Jhai is just beginning work in Uige, Angola, integrating sustainable telemedicine, education, and business systems featuring low cost, low power technology working at 2G or better speed with field tested components. They are part of a team consisting of Xavier University in New Orleans, the Angolan government and some of its universities, and Neurosynaptic, a telemedicine provider. Jhai is also working with Neurosynaptic on a 2000 village telemedicine network in Bihar, India.
The work in Uige will use proven participatory planning methods and include training in bookkeeping, business and operations, technology, and telemedicine. [They are looking for additional funding at http://jhai.org/... if you are interested in helping.]
Since writing the first diary on Can We Build a People's Internet? (http://www.dailykos.com/...) in March, 2011, I've seen a couple of other tidbits:
Freedom Box Foundation (http://freedomboxfoundation.org/) is "building software for smart devices whose engineered purpose is to work together to facilitate free communication among people, safely and securely, beyond the ambition of the strongest power to penetrate, they can make freedom of thought and information a permanent, ineradicable feature of the net that holds our souls."
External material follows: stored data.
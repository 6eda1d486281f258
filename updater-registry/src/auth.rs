//! Registry credentials and the bearer token exchange.
//!
//! Registries answer an unauthenticated request with
//! `401` + `WWW-Authenticate: Bearer realm="…",service="…",scope="…"`.
//! The client then asks the realm for a token (sending basic credentials
//! when configured) and retries with `Authorization: Bearer <token>`.

use std::collections::HashMap;
use std::sync::Mutex;
use std::time::{Duration, Instant};

use serde::Deserialize;
use updater_core::{RegistryCredentials, RegistryEndpoint};

use crate::error::RegistryError;

/// Tokens without `expires_in` are assumed to live this long.
const DEFAULT_TOKEN_EXPIRY_SECS: u64 = 300;
/// Tokens are dropped this long before the registry would expire them.
const TOKEN_EXPIRY_SAFETY_MARGIN_SECS: u64 = 30;

/// Supplies credentials for a registry host, resolved per call.
pub trait CredentialsProvider: Send + Sync {
    fn credentials(&self, registry: &str) -> RegistryCredentials;
}

/// Fixed host → credentials map, built from configuration.
#[derive(Debug, Clone, Default)]
pub struct StaticCredentials {
    by_host: HashMap<String, RegistryCredentials>,
}

impl StaticCredentials {
    pub fn new() -> Self {
        Self::default()
    }

    pub fn insert(&mut self, host: impl Into<String>, credentials: RegistryCredentials) {
        self.by_host.insert(host.into(), credentials);
    }

    pub fn from_endpoints(endpoints: &[RegistryEndpoint]) -> Self {
        let mut provider = Self::new();
        for endpoint in endpoints {
            provider.insert(endpoint.host.clone(), endpoint.credentials.clone());
        }
        provider
    }
}

impl CredentialsProvider for StaticCredentials {
    fn credentials(&self, registry: &str) -> RegistryCredentials {
        self.by_host.get(registry).cloned().unwrap_or_default()
    }
}

// ---------------------------------------------------------------------------
// Challenge parsing
// ---------------------------------------------------------------------------

/// A parsed `WWW-Authenticate: Bearer …` challenge.
#[derive(Debug, Clone, PartialEq, Eq)]
pub struct Challenge {
    pub realm: String,
    pub service: Option<String>,
    pub scope: Option<String>,
}

impl Challenge {
    /// Parse a bearer challenge. `None` for other schemes or a missing realm.
    pub fn parse(header: &str) -> Option<Self> {
        let header = header.trim();
        let (scheme, params) = header.split_once(' ')?;
        if !scheme.eq_ignore_ascii_case("bearer") {
            return None;
        }

        let mut realm = None;
        let mut service = None;
        let mut scope = None;
        for (key, value) in auth_params(params) {
            match key.to_ascii_lowercase().as_str() {
                "realm" => realm = Some(value),
                "service" => service = Some(value),
                "scope" => scope = Some(value),
                _ => {}
            }
        }

        Some(Self {
            realm: realm?,
            service,
            scope,
        })
    }
}

/// Split `k1="v1",k2=v2` into pairs. Commas inside quotes belong to the value
/// (`scope="repository:a:pull,push"`).
fn auth_params(params: &str) -> Vec<(String, String)> {
    let mut pairs = Vec::new();
    let mut rest = params.trim();

    while !rest.is_empty() {
        let Some(eq) = rest.find('=') else { break };
        let key = rest[..eq].trim().trim_start_matches(',').trim().to_string();
        let after = rest[eq + 1..].trim_start();

        let (value, remaining) = if let Some(quoted) = after.strip_prefix('"') {
            match quoted.find('"') {
                Some(end) => (quoted[..end].to_string(), &quoted[end + 1..]),
                None => (quoted.to_string(), ""),
            }
        } else {
            match after.find(',') {
                Some(end) => (after[..end].trim().to_string(), &after[end..]),
                None => (after.trim().to_string(), ""),
            }
        };

        if !key.is_empty() {
            pairs.push((key, value));
        }
        rest = remaining.trim_start().trim_start_matches(',').trim_start();
    }
    pairs
}

// ---------------------------------------------------------------------------
// Token cache
// ---------------------------------------------------------------------------

struct CachedToken {
    token: String,
    expires_at: Instant,
}

/// Bearer tokens keyed by `registry/repository`.
#[derive(Default)]
pub struct TokenCache {
    tokens: Mutex<HashMap<String, CachedToken>>,
}

impl TokenCache {
    pub fn new() -> Self {
        Self::default()
    }

    pub fn get(&self, key: &str) -> Option<String> {
        let tokens = self.tokens.lock().ok()?;
        tokens
            .get(key)
            .filter(|cached| cached.expires_at > Instant::now())
            .map(|cached| cached.token.clone())
    }

    pub fn insert(&self, key: String, token: String, expires_in_secs: Option<u64>) {
        let lifetime = expires_in_secs
            .unwrap_or(DEFAULT_TOKEN_EXPIRY_SECS)
            .saturating_sub(TOKEN_EXPIRY_SAFETY_MARGIN_SECS);
        let expires_at = Instant::now() + Duration::from_secs(lifetime);
        if let Ok(mut tokens) = self.tokens.lock() {
            tokens.retain(|_, cached| cached.expires_at > Instant::now());
            tokens.insert(key, CachedToken { token, expires_at });
        }
    }

    pub fn invalidate(&self, key: &str) {
        if let Ok(mut tokens) = self.tokens.lock() {
            tokens.remove(key);
        }
    }
}

// ---------------------------------------------------------------------------
// Token exchange
// ---------------------------------------------------------------------------

#[derive(Debug, Deserialize)]
struct TokenResponse {
    token: Option<String>,
    access_token: Option<String>,
    expires_in: Option<u64>,
}

/// A token obtained from the realm.
#[derive(Debug, Clone)]
pub struct IssuedToken {
    pub token: String,
    pub expires_in: Option<u64>,
}

/// Request a pull token from the challenge realm.
///
/// The scope defaults to `repository:<repository>:pull` when the challenge
/// carries none.
pub async fn fetch_token(
    http: &reqwest::Client,
    registry: &str,
    challenge: &Challenge,
    repository: &str,
    credentials: &RegistryCredentials,
) -> Result<IssuedToken, RegistryError> {
    let scope = challenge
        .scope
        .clone()
        .unwrap_or_else(|| format!("repository:{repository}:pull"));

    let mut query: Vec<(&str, &str)> = vec![("scope", scope.as_str())];
    if let Some(service) = &challenge.service {
        query.push(("service", service.as_str()));
    }

    let mut request = http.get(&challenge.realm).query(&query);
    if let Some((username, password)) = credentials.basic() {
        request = request.basic_auth(username, Some(password));
    }

    tracing::debug!(registry, realm = %challenge.realm, scope = %scope, "requesting registry token");
    let response = request.send().await.map_err(|e| RegistryError::Unreachable {
        registry: registry.to_string(),
        message: e.to_string(),
    })?;

    let status = response.status();
    if status.as_u16() == 401 || status.as_u16() == 403 {
        return Err(RegistryError::AuthFailed {
            registry: registry.to_string(),
            status: status.as_u16(),
        });
    }
    if !status.is_success() {
        return Err(RegistryError::Protocol {
            registry: registry.to_string(),
            message: format!("token endpoint returned HTTP {status}"),
        });
    }

    let body: TokenResponse = response.json().await.map_err(|e| RegistryError::Protocol {
        registry: registry.to_string(),
        message: format!("invalid token response: {e}"),
    })?;

    // Docker Hub answers with `token`, some registries with `access_token`.
    let token = body
        .token
        .or(body.access_token)
        .filter(|t| !t.is_empty())
        .ok_or_else(|| RegistryError::Protocol {
            registry: registry.to_string(),
            message: "token response carried no token".to_string(),
        })?;

    Ok(IssuedToken {
        token,
        expires_in: body.expires_in,
    })
}

#[cfg(test)]
mod tests {
    use super::*;
    use updater_core::Secret;

    #[test]
    fn parses_docker_hub_challenge() {
        let header = r#"Bearer realm="https://auth.docker.io/token",service="registry.docker.io",scope="repository:library/nginx:pull""#;
        let challenge = Challenge::parse(header).expect("challenge");
        assert_eq!(challenge.realm, "https://auth.docker.io/token");
        assert_eq!(challenge.service.as_deref(), Some("registry.docker.io"));
        assert_eq!(
            challenge.scope.as_deref(),
            Some("repository:library/nginx:pull")
        );
    }

    #[test]
    fn quoted_commas_stay_in_value() {
        let header = r#"bearer realm="https://r.example/token", scope="repository:a/b:pull,push""#;
        let challenge = Challenge::parse(header).expect("challenge");
        assert_eq!(challenge.scope.as_deref(), Some("repository:a/b:pull,push"));
        assert_eq!(challenge.service, None);
    }

    #[test]
    fn non_bearer_and_realmless_challenges_rejected() {
        assert!(Challenge::parse(r#"Basic realm="registry""#).is_none());
        assert!(Challenge::parse(r#"Bearer service="x""#).is_none());
        assert!(Challenge::parse("").is_none());
    }

    #[test]
    fn token_cache_expires_and_invalidates() {
        let cache = TokenCache::new();
        cache.insert("k".into(), "t1".into(), Some(600));
        assert_eq!(cache.get("k").as_deref(), Some("t1"));

        cache.invalidate("k");
        assert!(cache.get("k").is_none());

        // Lifetime shorter than the safety margin is already stale.
        cache.insert("short".into(), "t2".into(), Some(10));
        assert!(cache.get("short").is_none());
    }

    #[test]
    fn static_credentials_default_to_anonymous() {
        let mut provider = StaticCredentials::new();
        provider.insert(
            "ghcr.io",
            RegistryCredentials {
                username: None,
                password: None,
                token: Some(Secret::new("t")),
            },
        );
        assert!(!provider.credentials("ghcr.io").is_anonymous());
        assert!(provider.credentials("quay.io").is_anonymous());
    }
}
On the other side of the coin is scanning and trolling social media for opposition research, disinformation, and electronic astroturfing. This introduction to the HBGary and Persona software story gives you some idea of what that can mean:
http://www.dailykos.com/...!
Cyberwar is already happening, on many different fronts.
From Can We Build a People's Internet? (Part 1)
http://www.dailykos.com/...
Buy This Satellite
http://buythissatellite.org/
A people's owned satellite Internet service
Open Mesh Project
http://www.openmeshproject.org/
Mesh networking is built into the One Laptop Per Child (http://one.laptop.org/) computer ($100 laptop). If two machines are within broadcast distance of each other, they can connect. Open Mesh networking is a type of networking wherein each computer or device in the network may act as an independent router, be a "smart" device, regardless of whether it has an Internet connection or not.
Contact Conference on October 20, 2011
http://contactcon.com/
Douglas Rushkoff, author and activist, is convening a conference in NYC to build a community of interest around innovating new forms of social media, including a non-hierarchical Internet.
Can we build a people's Internet? I don't know but it looks like a number of people are trying.